Flying is the only way to get to Wamena. I was told that a road from Jayapura to Wamena was mostly constructed, but some bridges could not be completed and the whole project has been put on hold. Judging by the excellent forest you fly over to get to Wamena, such a road would be well worth checking out if it is ever built, before the land around it is cleared by new settlers.
The Trigana flight was only an hour on an ageing propeller plane. There are several flights daily between Jayapura and Wamena. In both directions, there were delays of a few hours, and one day the flights were cancelled because of technical problems. I imagine that delays and cancellations would be more frequent in the rainy season.
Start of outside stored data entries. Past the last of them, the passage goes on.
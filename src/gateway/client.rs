use governor::{DefaultDirectRateLimiter, Quota, RateLimiter};
use serde::Serialize;
use std::num::NonZeroU32;
use std::sync::Arc;
use std::time::Duration;
use tokio_util::sync::CancellationToken;
use tracing::{debug, warn};

use super::errors::GatewayError;
use super::retry::RetryPolicy;
use super::store::{Mutation, MutationKind, RemoteStore, StoreError};
use crate::config::EngineConfig;
use crate::observability::GatewayMetrics;
use crate::workflow::EntityId;

/// One logical call through the gateway.
#[derive(Debug, Clone)]
pub struct GatewayRequest {
    pub entity_id: EntityId,
    pub mutation: Mutation,
    /// Overrides the gateway's default timeout for this call.
    pub timeout: Option<Duration>,
}

impl GatewayRequest {
    pub fn new(entity_id: EntityId, kind: MutationKind, patch: serde_json::Value) -> Self {
        Self {
            entity_id,
            mutation: Mutation::new(kind, patch),
            timeout: None,
        }
    }

    pub fn fetch(entity_id: EntityId) -> Self {
        Self::new(entity_id, MutationKind::FetchStatus, serde_json::Value::Null)
    }

    pub fn with_timeout(mut self, timeout: Duration) -> Self {
        self.timeout = Some(timeout);
        self
    }
}

#[derive(Debug, Clone, PartialEq, Serialize)]
pub struct GatewayResponse {
    pub entity_id: EntityId,
    pub record: Option<serde_json::Value>,
    pub attempts: u32,
}

/// The only path from the core to the remote store.
///
/// Holds no entity data between calls. A timed-out call is abandoned locally;
/// the store may still apply it.
pub struct ActionGateway {
    store: Arc<dyn RemoteStore>,
    default_timeout: Duration,
    retry: RetryPolicy,
    limiter: Option<Arc<DefaultDirectRateLimiter>>,
    metrics: Arc<GatewayMetrics>,
}

impl std::fmt::Debug for ActionGateway {
    fn fmt(&self, f: &mut std::fmt::Formatter<'_>) -> std::fmt::Result {
        f.debug_struct("ActionGateway")
            .field("default_timeout", &self.default_timeout)
            .field("retry", &self.retry)
            .field("rate_limited", &self.limiter.is_some())
            .finish()
    }
}

impl ActionGateway {
    pub const DEFAULT_TIMEOUT: Duration = Duration::from_secs(8);

    pub fn new(store: Arc<dyn RemoteStore>) -> Self {
        Self {
            store,
            default_timeout: Self::DEFAULT_TIMEOUT,
            retry: RetryPolicy::none(),
            limiter: None,
            metrics: Arc::new(GatewayMetrics::new()),
        }
    }

    pub fn from_config(store: Arc<dyn RemoteStore>, config: &EngineConfig) -> Self {
        let gateway = Self::new(store)
            .with_timeout(Duration::from_millis(config.gateway_timeout_ms))
            .with_retry(RetryPolicy::from(&config.retry));

        match config.rate_limit_per_second.and_then(NonZeroU32::new) {
            Some(per_second) => gateway.with_rate_limit(per_second),
            None => gateway,
        }
    }

    pub fn with_timeout(mut self, timeout: Duration) -> Self {
        self.default_timeout = timeout;
        self
    }

    pub fn with_retry(mut self, retry: RetryPolicy) -> Self {
        self.retry = retry;
        self
    }

    /// Caps store calls per second across every caller of this gateway.
    ///
    /// The quota is shared, so one large batch can slow unrelated batches
    /// down. Give a batch its own gateway when it needs its own budget.
    pub fn with_rate_limit(mut self, per_second: NonZeroU32) -> Self {
        self.limiter = Some(Arc::new(RateLimiter::direct(Quota::per_second(per_second))));
        self
    }

    pub fn default_timeout(&self) -> Duration {
        self.default_timeout
    }

    pub fn metrics(&self) -> &Arc<GatewayMetrics> {
        &self.metrics
    }

    pub async fn invoke(&self, request: GatewayRequest) -> Result<GatewayResponse, GatewayError> {
        self.invoke_cancellable(request, &CancellationToken::new()).await
    }

    /// Like `invoke`, but gives up with `GatewayError::Cancelled` as soon as
    /// `cancel` fires, including while waiting between retries.
    pub async fn invoke_cancellable(
        &self,
        request: GatewayRequest,
        cancel: &CancellationToken,
    ) -> Result<GatewayResponse, GatewayError> {
        let timeout = request.timeout.unwrap_or(self.default_timeout);
        let entity_id = &request.entity_id;
        let mutation = &request.mutation;

        debug!(
            entity.id = %entity_id,
            kind = ?mutation.kind,
            timeout_ms = timeout.as_millis() as u64,
            "Invoking remote store"
        );

        let attempts = self.retry.run(|attempt| async move {
            if attempt > 1 {
                self.metrics.record_retry();
            }
            self.attempt(entity_id, mutation, timeout)
                .await
                .map(|record| (record, attempt))
        });

        let outcome = tokio::select! {
            biased;
            _ = cancel.cancelled() => Err(GatewayError::Cancelled),
            result = attempts => result,
        };

        if matches!(outcome, Err(GatewayError::Cancelled)) {
            self.metrics.record_outcome(&outcome);
        }
        if let Err(error) = &outcome {
            warn!(entity.id = %entity_id, reason = error.reason(), error = %error, "Remote call failed");
        }

        outcome.map(|(record, attempts)| GatewayResponse {
            entity_id: entity_id.clone(),
            record,
            attempts,
        })
    }

    async fn attempt(
        &self,
        entity_id: &EntityId,
        mutation: &Mutation,
        timeout: Duration,
    ) -> Result<Option<serde_json::Value>, GatewayError> {
        if let Some(limiter) = &self.limiter {
            limiter.until_ready().await;
        }

        self.metrics.record_call();
        let outcome = match tokio::time::timeout(timeout, self.store.apply(entity_id, mutation)).await {
            Ok(Ok(ack)) => Ok(ack.record),
            Ok(Err(error)) => Err(translate(entity_id, error)),
            Err(_) => Err(GatewayError::Timeout {
                after_ms: timeout.as_millis() as u64,
            }),
        };
        self.metrics.record_outcome(&outcome);
        outcome
    }
}

fn translate(entity_id: &EntityId, error: StoreError) -> GatewayError {
    match error {
        StoreError::NotFound(_) => GatewayError::NotFound {
            entity_id: entity_id.clone(),
        },
        StoreError::Rejected { code, message } => GatewayError::Rejected { code, message },
        StoreError::Unavailable(message) => GatewayError::NetworkFailure { message },
        StoreError::Misconfigured(reason) => GatewayError::Misconfigured { reason },
    }
}

#[cfg(test)]
mod tests {
    use super::*;
    use crate::gateway::store::{MockRemoteStore, StoreAck};
    use crate::gateway::{InMemoryStore, StoreFailure};
    use serde_json::json;

    fn update(id: &str) -> GatewayRequest {
        GatewayRequest::new(id.into(), MutationKind::Update, json!({"note": "x"}))
    }

    #[tokio::test]
    async fn test_success_passes_record_through() {
        let mut store = MockRemoteStore::new();
        store
            .expect_apply()
            .withf(|id, mutation| id.as_str() == "b-1" && mutation.kind == MutationKind::Update)
            .times(1)
            .returning(|id, mutation| {
                Ok(StoreAck {
                    entity_id: id.clone(),
                    record: Some(mutation.patch.clone()),
                })
            });

        let gateway = ActionGateway::new(Arc::new(store));
        let response = gateway.invoke(update("b-1")).await.unwrap();

        assert_eq!(response.record, Some(json!({"note": "x"})));
        assert_eq!(response.attempts, 1);
        assert_eq!(gateway.metrics().get_stats().successes, 1);
    }

    #[tokio::test]
    async fn test_store_errors_are_translated() {
        let mut store = MockRemoteStore::new();
        store
            .expect_apply()
            .returning(|id, _| Err(StoreError::NotFound(id.clone())));
        let gateway = ActionGateway::new(Arc::new(store));

        let error = gateway.invoke(update("gone")).await.unwrap_err();
        assert_eq!(error, GatewayError::NotFound { entity_id: "gone".into() });
    }

    #[tokio::test]
    async fn test_unavailable_store_is_network_failure() {
        let mut store = MockRemoteStore::new();
        store
            .expect_apply()
            .times(1)
            .returning(|_, _| Err(StoreError::Unavailable("connection reset".into())));
        let gateway = ActionGateway::new(Arc::new(store));

        let error = gateway.invoke(update("b-1")).await.unwrap_err();
        assert_eq!(error.reason(), "network");
    }

    #[tokio::test(start_paused = true)]
    async fn test_hanging_store_times_out() {
        let store = InMemoryStore::new().with_records(["b-1"]);
        store.fail_always("b-1", StoreFailure::Hang);
        let gateway = ActionGateway::new(Arc::new(store)).with_timeout(Duration::from_millis(250));

        let error = gateway.invoke(update("b-1")).await.unwrap_err();
        assert_eq!(error, GatewayError::Timeout { after_ms: 250 });
        assert_eq!(gateway.metrics().get_stats().timeouts, 1);
    }

    #[tokio::test(start_paused = true)]
    async fn test_request_timeout_overrides_default() {
        let store = InMemoryStore::new().with_records(["b-1"]);
        store.fail_always("b-1", StoreFailure::Hang);
        let gateway = ActionGateway::new(Arc::new(store));

        let error = gateway
            .invoke(update("b-1").with_timeout(Duration::from_millis(40)))
            .await
            .unwrap_err();
        assert_eq!(error, GatewayError::Timeout { after_ms: 40 });
    }

    #[tokio::test(start_paused = true)]
    async fn test_cancellation_abandons_call() {
        let store = InMemoryStore::new().with_records(["b-1"]);
        store.fail_always("b-1", StoreFailure::Hang);
        let gateway = ActionGateway::new(Arc::new(store));
        let cancel = CancellationToken::new();

        let trigger = cancel.clone();
        tokio::spawn(async move {
            tokio::time::sleep(Duration::from_millis(10)).await;
            trigger.cancel();
        });

        let error = gateway.invoke_cancellable(update("b-1"), &cancel).await.unwrap_err();
        assert_eq!(error, GatewayError::Cancelled);
    }

    #[tokio::test(start_paused = true)]
    async fn test_network_failure_is_retried_when_enabled() {
        let store = Arc::new(InMemoryStore::new().with_records(["b-1"]));
        store.fail_next("b-1", StoreFailure::Unavailable("reset".into()));
        let gateway = ActionGateway::new(store.clone())
            .with_retry(RetryPolicy::with_retries(2, Duration::from_millis(5)));

        let response = gateway.invoke(update("b-1")).await.unwrap();
        assert_eq!(response.attempts, 2);
        assert_eq!(store.call_count(&"b-1".into()), 2);
        assert_eq!(gateway.metrics().get_stats().retries, 1);
    }

    #[tokio::test]
    async fn test_fetch_returns_stored_record() {
        let store = Arc::new(InMemoryStore::new());
        store.insert_record("lic-4", json!({"plan": "pro"}));
        store.fail_always("lic-4", StoreFailure::Unavailable("down".into()));
        let gateway = ActionGateway::new(store.clone());

        assert!(gateway.invoke(GatewayRequest::fetch("lic-4".into())).await.is_err());

        store.clear_failures(&"lic-4".into());
        let response = gateway.invoke(GatewayRequest::fetch("lic-4".into())).await.unwrap();
        assert_eq!(response.record, Some(json!({"plan": "pro"})));
        assert_eq!(store.calls()[1].1, MutationKind::FetchStatus);
    }

    #[tokio::test]
    async fn test_from_config_applies_engine_settings() {
        let config = EngineConfig {
            gateway_timeout_ms: 1_500,
            rate_limit_per_second: Some(2),
            ..EngineConfig::default()
        };
        let store = Arc::new(InMemoryStore::new().with_records(["a", "b", "c"]));
        let gateway = ActionGateway::from_config(store.clone(), &config);
        assert_eq!(gateway.default_timeout(), Duration::from_millis(1_500));

        for id in ["a", "b", "c"] {
            gateway.invoke(update(id)).await.unwrap();
        }
        assert_eq!(store.calls().len(), 3);
        assert_eq!(gateway.metrics().get_stats().total_calls, 3);
    }
}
Money. There are a couple of banks on the main street of Wamena. They will exchange US dollars and probably most other major currencies. But if – like me – you don’t bring enough cash, you may have some problems. Both banks have ATMs, but only one would accept my card, and had a 2.500.000 daily limit. If you are going on a long trip, or are staying at an expensive hotel like the Baliem Valley Resort, it is much safer to calculate exactly what you will be spending, and make sure to bring enough cash along with you.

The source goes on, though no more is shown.